When we are needing to use the Word to control other people (“Pharisees”), our eyes are blinded and our ears stopped up. We are not open to the spirit. We don’t even recognize it when it is staring us in the face. The survival of this mindset depends on silencing the voice of the spirit. This mindset is also represented by Herod who tried to slay the infant Jesus.  It is imperative that the Lord protects and prevents that part of our inner nature from accessing the tender inner truths of the Word until we are spiritually ready to treat them with respect. God hides away this precious inner meaning and keeps it (and us) safe. In fact, in his work The Divine Providence, Swedenborg tells us:  “We are not granted inner access to the truths of faith nor the goodness of mutual love except so far as we can be kept in them with integrity right on to the end of life.” (DP Longstaff 2005 21)

And so it is not so much that the Lord prevents us from seeing, but our own spiritual immaturity closes our hearts and eyes.  Revelation is presented to us in parables for our own protection.  The image of child-locks on kitchen cupboards comes to mind.  It is not good for us to have access to the knives, electrical appliances, or cleaning detergents until we are mature enough to use them responsibly.  Isaiah 6:9-10 and Matthew 10-15 can be read as, “I have put locks on the cupboards.  Those of you who reach sufficient maturity will be allowed access to the things inside.  When you are ready, these tools will add tremendously to your ability to work and serve.  If you are not ready, I will need to take away any of those things if you get a hold of them, for your own protection.”  For me, this reading of today’s story fits with the God that is being revealed in the Word—a God that comes as close as possible to those who are ready to receive, and a God who guides our spiritual advancement carefully, only presenting things as we are ready to handle them. 

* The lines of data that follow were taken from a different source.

//
// Copyright (c) 2025-2026 Jeff Garzik
//
// This file is part of the ptdd-rs project covered under
// the MIT License.  For the full license text, please see the LICENSE
// file in the root directory of this project.
// SPDX-License-Identifier: MIT
//

//! Signal broker
//!
//! Two asynchronous flags bridge the handlers and the copy loop: a pending
//! fatal signal (SIGINT or SIGPIPE) and a count of pending info signals
//! (SIGUSR1, or SIGINFO where the platform has one). Unless intio was
//! requested, the caught signals stay blocked outside the drain point so
//! handlers only run at well-defined suspension points in the loop.

use std::mem;
use std::sync::atomic::{AtomicI32, AtomicU32, Ordering};

use crate::filetype::FileKind;
use crate::options::Opts;
use crate::stats;

/// The pending fatal signal value, 0 when none.
static INTERRUPT_SIGNAL: AtomicI32 = AtomicI32::new(0);

/// Count of pending info signals, decremented as processed.
static INFO_SIGNALS_PENDING: AtomicU32 = AtomicU32::new(0);

#[cfg(any(target_os = "macos", target_os = "freebsd"))]
const SIG_INFO: libc::c_int = libc::SIGINFO;
#[cfg(not(any(target_os = "macos", target_os = "freebsd")))]
const SIG_INFO: libc::c_int = libc::SIGUSR1;

extern "C" fn interrupt_handler(sig: libc::c_int) {
    INTERRUPT_SIGNAL.store(sig, Ordering::SeqCst);
}

extern "C" fn siginfo_handler(_sig: libc::c_int) {
    INFO_SIGNALS_PENDING.fetch_add(1, Ordering::SeqCst);
}

fn signal_name(sig: libc::c_int) -> String {
    match sig {
        libc::SIGINT => "SIGINT".to_string(),
        libc::SIGQUIT => "SIGQUIT".to_string(),
        libc::SIGPIPE => "SIGPIPE".to_string(),
        s if s == SIG_INFO => {
            if SIG_INFO == libc::SIGUSR1 {
                "SIGUSR1".to_string()
            } else {
                "SIGINFO".to_string()
            }
        }
        other => other.to_string(),
    }
}

/// Installed handler state: which signals we caught and the mask to restore
/// around the drain point.
pub struct SignalBroker {
    caught: Vec<libc::c_int>,
    masked: bool,
}

impl SignalBroker {
    /// Install handlers for the interrupt and info signals, skipping any
    /// whose disposition is already 'ignored'. When `interrupt_io` is
    /// false the caught set is blocked so handlers only run at drain.
    pub fn install(verbose: i32, interrupt_io: bool) -> SignalBroker {
        let mut caught: Vec<libc::c_int> = Vec::new();

        for (sig, fatal) in [
            (SIG_INFO, false),
            (libc::SIGINT, true),
            (libc::SIGPIPE, true),
        ] {
            unsafe {
                let mut old: libc::sigaction = mem::zeroed();
                if libc::sigaction(sig, std::ptr::null(), &mut old) != 0 {
                    continue;
                }
                if old.sa_sigaction == libc::SIG_IGN {
                    if verbose > 0 {
                        if fatal {
                            eprintln!("{} ignored", signal_name(sig));
                        } else {
                            eprintln!(
                                "{} ignored, progress reports not available",
                                signal_name(sig)
                            );
                        }
                    }
                    continue;
                }
                let mut act: libc::sigaction = mem::zeroed();
                libc::sigemptyset(&mut act.sa_mask);
                for &s in &[SIG_INFO, libc::SIGINT, libc::SIGPIPE] {
                    libc::sigaddset(&mut act.sa_mask, s);
                }
                if fatal {
                    act.sa_sigaction = interrupt_handler as *const () as libc::sighandler_t;
                    act.sa_flags = libc::SA_NODEFER | libc::SA_RESETHAND;
                } else {
                    act.sa_sigaction = siginfo_handler as *const () as libc::sighandler_t;
                    act.sa_flags = 0;
                }
                if libc::sigaction(sig, &act, std::ptr::null_mut()) == 0 {
                    caught.push(sig);
                }
            }
        }

        let masked = !interrupt_io && !caught.is_empty();
        if masked {
            unsafe {
                let mut set: libc::sigset_t = mem::zeroed();
                libc::sigemptyset(&mut set);
                for &s in &caught {
                    libc::sigaddset(&mut set, s);
                }
                libc::sigprocmask(libc::SIG_BLOCK, &set, std::ptr::null_mut());
            }
        }

        SignalBroker { caught, masked }
    }

    /// Let any blocked caught signal be delivered now, then re-block.
    fn let_pending_run(&self) {
        if !self.masked {
            return;
        }
        unsafe {
            let mut set: libc::sigset_t = mem::zeroed();
            libc::sigemptyset(&mut set);
            for &s in &self.caught {
                libc::sigaddset(&mut set, s);
            }
            let mut pending: libc::sigset_t = mem::zeroed();
            libc::sigemptyset(&mut pending);
            libc::sigpending(&mut pending);
            let any = self
                .caught
                .iter()
                .any(|&s| libc::sigismember(&pending, s) == 1);
            if any {
                libc::sigprocmask(libc::SIG_UNBLOCK, &set, std::ptr::null_mut());
                // pending handlers run here
                libc::sigprocmask(libc::SIG_BLOCK, &set, std::ptr::null_mut());
            }
        }
    }

    /// Process pending signals. Called at the loop's suspension points: an
    /// interrupt prints stats and re-raises the signal with the default
    /// disposition; an info signal prints a progress report and continues.
    pub fn drain(&self, op: &Opts) {
        self.let_pending_run();

        loop {
            let interrupt = INTERRUPT_SIGNAL.load(Ordering::SeqCst);
            let infos = INFO_SIGNALS_PENDING.load(Ordering::SeqCst);
            if interrupt == 0 && infos == 0 {
                break;
            }
            if infos > 0 {
                INFO_SIGNALS_PENDING.store(infos - 1, Ordering::SeqCst);
            }

            if interrupt != 0 {
                eprintln!("Interrupted by signal {}", signal_name(interrupt));
                stats::print_stats("", op);
                if !op.reading_fifo
                    && op.out_kind_hold.intersects(FileKind::REG)
                    && !op.oflag.prealloc
                {
                    eprintln!("To resume, invoke with same arguments plus oflag=resume");
                }
                INTERRUPT_SIGNAL.store(0, Ordering::SeqCst);
                unsafe {
                    libc::signal(interrupt, libc::SIG_DFL);
                    if self.masked {
                        let mut set: libc::sigset_t = mem::zeroed();
                        libc::sigemptyset(&mut set);
                        libc::sigaddset(&mut set, interrupt);
                        libc::sigprocmask(libc::SIG_UNBLOCK, &set, std::ptr::null_mut());
                    }
                    libc::raise(interrupt);
                }
            } else {
                eprintln!("Progress report:");
                stats::print_stats("  ", op);
                if op.do_time {
                    stats::print_throughput("  ", true, op);
                }
                eprintln!("  continuing ...");
            }
        }
    }
}

#[cfg(test)]
mod tests {
    use super::*;

    #[test]
    fn test_info_counter_drains() {
        INFO_SIGNALS_PENDING.store(2, Ordering::SeqCst);
        let broker = SignalBroker {
            caught: Vec::new(),
            masked: false,
        };
        let op = Opts::default();
        broker.drain(&op);
        assert_eq!(INFO_SIGNALS_PENDING.load(Ordering::SeqCst), 0);
    }

    #[test]
    fn test_signal_names() {
        assert_eq!(signal_name(libc::SIGINT), "SIGINT");
        assert_eq!(signal_name(libc::SIGPIPE), "SIGPIPE");
        assert_eq!(signal_name(99), "99");
    }
}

Salvation is not a one-time event but a series of lifelong choices. You and I are on a path of spiritual evolution. And until we are ready for deeper concepts, we are not ready.  God guides and protects each one of us, every step of the way.

For when we are ready, the Word holds hidden vast stores of treasures in great abundance. But we need to desire this treasure, like the widow of the parable sweeping to find the coin or the man selling all he has for the field with the buried treasure.  Our part is to come to the shore—as close as we can—and stand eager to receive.  If we come with reverence and humility, and the awareness of the deep Divinity of the inner message, the Word sits ready to teach.

But if we see the Word as a tool for controlling the lives of others, it will soon become a hard and lifeless thing in our hands.  If we see instead that it is like dough with hidden leaven, prepared for our own daily bread, we will handle it with care so that the leaven can do its work.  The God revealed in the Word longs for lasting growth and strong roots in his disciples.  Such a sower exercises great patience, for strong growth takes time, even as the raising of bread dough must not be rushed.

With its appearance of impatience and harshness, perhaps Matthew 13:10-15 actually hides words of great gentleness and patience.  God has plans for our well-being and not for harm.

We do not need to worry and be afraid.  We simply need to grow in our hearts and soften our need to control, and seek diligently for readiness and wisdom.  God does all the rest.

Therefore the Lord waits to be gracious to you; therefore he will rise up to show mercy to you. For the Lord is a God of justice; blessed are all those who wait for him. (Isaiah 30:18)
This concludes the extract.